A century later, Galilee oak forest to be replanted
Volunteers will plant oak acorns in a 20-dunam area (about five acres ) in the forest that was once dominated by oak trees.
Almost 100 years after most of the oak trees in the Beit Keshet forest in the Lower Galilee were cut down, Israeli volunteers will begin replanting the lost oaks in hope of restoring a forest that gripped the imagination of English clergyman Henry Baker Tristram.
Tristram, a Bible scholar, traveler and ornithologist, passionately described the forest in his 1865 book "The Land of Israel, a Journal of Travels with Reference to Its Physical History."
Volunteers will plant oak acorns in a 20-dunam area (about five acres ) in the forest that was once dominated by oak trees, but suffered the same fate as other oak forests and was cut down for construction, heating and steam engines, as well as the Ottoman effort in World War I.
In the 1950s inhabitants of the nearby kibbutz unsuccessfully tried to plant oaks, and most of the subsequent planting was of pine trees.
Shelly Ben Yishai, the Nazareth district forester for the JNF, recently decided to try again to restore past splendor after noticing that one pine forest was dwindling. "The pines are slowly decaying and we intend to plant a sub-forest that will become the main forest in about 20 years," he told Haaretz.

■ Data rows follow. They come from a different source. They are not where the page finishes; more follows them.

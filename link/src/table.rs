use crate::error::Result;
use crate::types::{PrimitiveType, Value};

/// Column metadata attached to a bulk upsert: names and types, in the order
/// the row values are laid out.
#[derive(Debug, Clone, Default)]
pub struct BulkColumns {
    columns: Vec<(String, PrimitiveType)>,
}

impl BulkColumns {
    pub fn new() -> Self {
        Self::default()
    }

    pub fn add_column(mut self, name: &str, ty: PrimitiveType) -> Self {
        self.columns.push((name.to_string(), ty));
        self
    }

    pub fn columns(&self) -> &[(String, PrimitiveType)] {
        &self.columns
    }

    pub fn len(&self) -> usize {
        self.columns.len()
    }

    pub fn is_empty(&self) -> bool {
        self.columns.is_empty()
    }
}

/// One row of a bulk upsert, values aligned with the [`BulkColumns`] order.
#[derive(Debug, Clone, PartialEq, Eq)]
pub struct BulkRow(pub Vec<Value>);

/// Batched insert-or-replace. The backend batches internally; one call
/// submits the whole row set.
pub trait TableClient {
    fn bulk_upsert(&self, table_path: &str, rows: &[BulkRow], columns: &BulkColumns)
        -> Result<()>;
}
use chrono::NaiveDate;
use clap::{Parser, ValueEnum};
use stratum_link::{PrimitiveType, Result, StoreKind};

use crate::generator::{KeySpec, ValueSpec};
use crate::schema::{ColumnSpec, CreateMode, TableSchema};

/// Key/payload shape of the benchmark table.
#[derive(Debug, Clone, Copy, PartialEq, Eq, ValueEnum)]
pub enum Profile {
    /// Uint64 key, fixed-length Utf8 payload.
    IntString,
    /// Date key, Int8 payload.
    DateInt8,
}

/// Storage-encoding variant under test. Labels the output records.
#[derive(Debug, Clone, Copy, PartialEq, Eq, ValueEnum)]
pub enum Store {
    Row,
    Column,
}

/// CLI configuration for the benchmark harness.
#[derive(Parser, Debug, Clone)]
#[command(name = "stratum-bench", about = "Column-store time-series ingestion & storage benchmark")]
pub struct Config {
    /// Database endpoint address
    #[arg(long, default_value = "grpc://localhost:2136", env = "STRATUM_ENDPOINT")]
    pub endpoint: String,

    /// Pre-existing database root (absolute)
    #[arg(long, default_value = "/Root", env = "STRATUM_DATABASE")]
    pub database: String,

    /// Namespace prefix under the database root; missing directories are
    /// provisioned at startup
    #[arg(long, default_value = "bench/series", env = "STRATUM_PATH")]
    pub path: String,

    /// Connection establishment timeout, seconds
    #[arg(long, default_value_t = 5)]
    pub connect_timeout_secs: u64,

    /// Benchmark table name
    #[arg(long, default_value = "time_series_table")]
    pub table_name: String,

    /// Primary-key column name
    #[arg(long, default_value = "time")]
    pub key_column: String,

    /// Payload column name
    #[arg(long, default_value = "data")]
    pub value_column: String,

    /// Rows per bulk upsert
    #[arg(long, default_value_t = 1000)]
    pub rows: u64,

    /// Payload string length (int-string profile)
    #[arg(long, default_value_t = 1000)]
    pub payload_size: usize,

    /// Character the payload string repeats (int-string profile)
    #[arg(long, default_value_t = '*')]
    pub payload_char: char,

    /// Key/payload profile
    #[arg(long, value_enum, default_value = "int-string")]
    pub profile: Profile,

    /// Storage-encoding variant tag
    #[arg(long, value_enum, default_value = "column")]
    pub store: Store,

    /// Days between consecutive date keys; 0 seeds every row with the same
    /// date (date-int8 profile)
    #[arg(long, default_value_t = 1)]
    pub date_step_days: u64,

    /// Fail instead of no-op when the table already exists
    #[arg(long, default_value_t = false)]
    pub fresh: bool,

    /// Settle delay between bulk load and the stats query, milliseconds.
    /// Partition statistics lag asynchronous compaction, so querying too
    /// early observes a stale total.
    #[arg(long, default_value_t = 2000)]
    pub settle_ms: u64,

    /// Drop into the interactive command loop instead of the one-shot run
    #[arg(long, default_value_t = false)]
    pub interactive: bool,

    /// Drop the table after a one-shot run
    #[arg(long, default_value_t = false)]
    pub drop_after: bool,

    /// Output directory for benchmark reports
    #[arg(long, default_value = "results")]
    pub output_dir: String,
}

/// First date key of the date-int8 profile.
const DATE_START: (i32, u32, u32) = (2019, 1, 1);

impl Config {
    pub fn create_mode(&self) -> CreateMode {
        if self.fresh {
            CreateMode::Strict
        } else {
            CreateMode::IfNotExists
        }
    }

    pub fn store_kind(&self) -> StoreKind {
        match self.store {
            Store::Row => StoreKind::Row,
            Store::Column => StoreKind::Column,
        }
    }

    pub fn table_schema(&self) -> Result<TableSchema> {
        let (key_ty, value_ty) = match self.profile {
            Profile::IntString => (PrimitiveType::Uint64, PrimitiveType::Utf8),
            Profile::DateInt8 => (PrimitiveType::Date, PrimitiveType::Int8),
        };
        TableSchema::new(
            &self.table_name,
            vec![
                ColumnSpec { name: self.key_column.clone(), ty: key_ty, nullable: false },
                ColumnSpec { name: self.value_column.clone(), ty: value_ty, nullable: true },
            ],
            &self.key_column,
            self.store_kind(),
        )
    }

    pub fn key_spec(&self) -> KeySpec {
        match self.profile {
            Profile::IntString => KeySpec::SerialUint64,
            Profile::DateInt8 => {
                let (y, m, d) = DATE_START;
                // In-range constants; construction cannot fail.
                let start = NaiveDate::from_ymd_opt(y, m, d).unwrap_or_default();
                KeySpec::Date { start, step_days: self.date_step_days }
            }
        }
    }

    pub fn value_spec(&self) -> ValueSpec {
        match self.profile {
            Profile::IntString => {
                ValueSpec::RepeatedUtf8 { ch: self.payload_char, len: self.payload_size }
            }
            Profile::DateInt8 => ValueSpec::ConstInt8(1),
        }
    }

    pub fn profile_label(&self) -> &'static str {
        match self.profile {
            Profile::IntString => "int-string",
            Profile::DateInt8 => "date-int8",
        }
    }

    pub fn store_label(&self) -> &'static str {
        match self.store {
            Store::Row => "row",
            Store::Column => "column",
        }
    }
}

#[cfg(test)]
mod tests {
    use super::*;

    fn config(extra: &[&str]) -> Config {
        let mut args = vec!["stratum-bench"];
        args.extend_from_slice(extra);
        Config::parse_from(args)
    }

    #[test]
    fn defaults_mirror_the_reference_run() {
        let cfg = config(&[]);
        assert_eq!(cfg.endpoint, "grpc://localhost:2136");
        assert_eq!(cfg.database, "/Root");
        assert_eq!(cfg.rows, 1000);
        assert_eq!(cfg.payload_size, 1000);
        assert_eq!(cfg.create_mode(), CreateMode::IfNotExists);
        assert_eq!(cfg.store_kind(), StoreKind::Column);
    }

    #[test]
    fn date_profile_builds_temporal_schema() {
        let cfg = config(&["--profile", "date-int8", "--store", "row", "--fresh"]);
        let schema = cfg.table_schema().unwrap();
        assert_eq!(schema.columns[0].ty, PrimitiveType::Date);
        assert_eq!(schema.columns[1].ty, PrimitiveType::Int8);
        assert_eq!(schema.store, StoreKind::Row);
        assert_eq!(cfg.create_mode(), CreateMode::Strict);
        assert!(matches!(cfg.key_spec(), KeySpec::Date { step_days: 1, .. }));
        assert_eq!(cfg.value_spec(), ValueSpec::ConstInt8(1));
    }
}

In preparation, thousands of acorns of two local oak species were collected. According to our policy," says Heroy Amarah, director of the JNF nursery at the nearby Golani junction, "we insist on collecting acorns from the habitat to which they will return. That's why we collected the acorns from the Beit Keshet Forest."
Ben Yishai predicts that only a third of the acorns will take root, and the rest will be eaten by field mice, wild boars, cows or rot. Those that take will grow two meter-long roots within a year. "Even if cows eat the leaves," he says, "the roots will keep growing and the seedlings will grow rapidly the moment we close the area to grazing."
Ben Yishai adds that the planting will be relatively dense, with only a distance of two meters separating each pit, which will hold two or three acorns. If everything works according to plan, within 30 years the thousands of Israelis who visit the Beit Keshet Forest every weekend will again witness a forest as impressive as the one described by Tristram.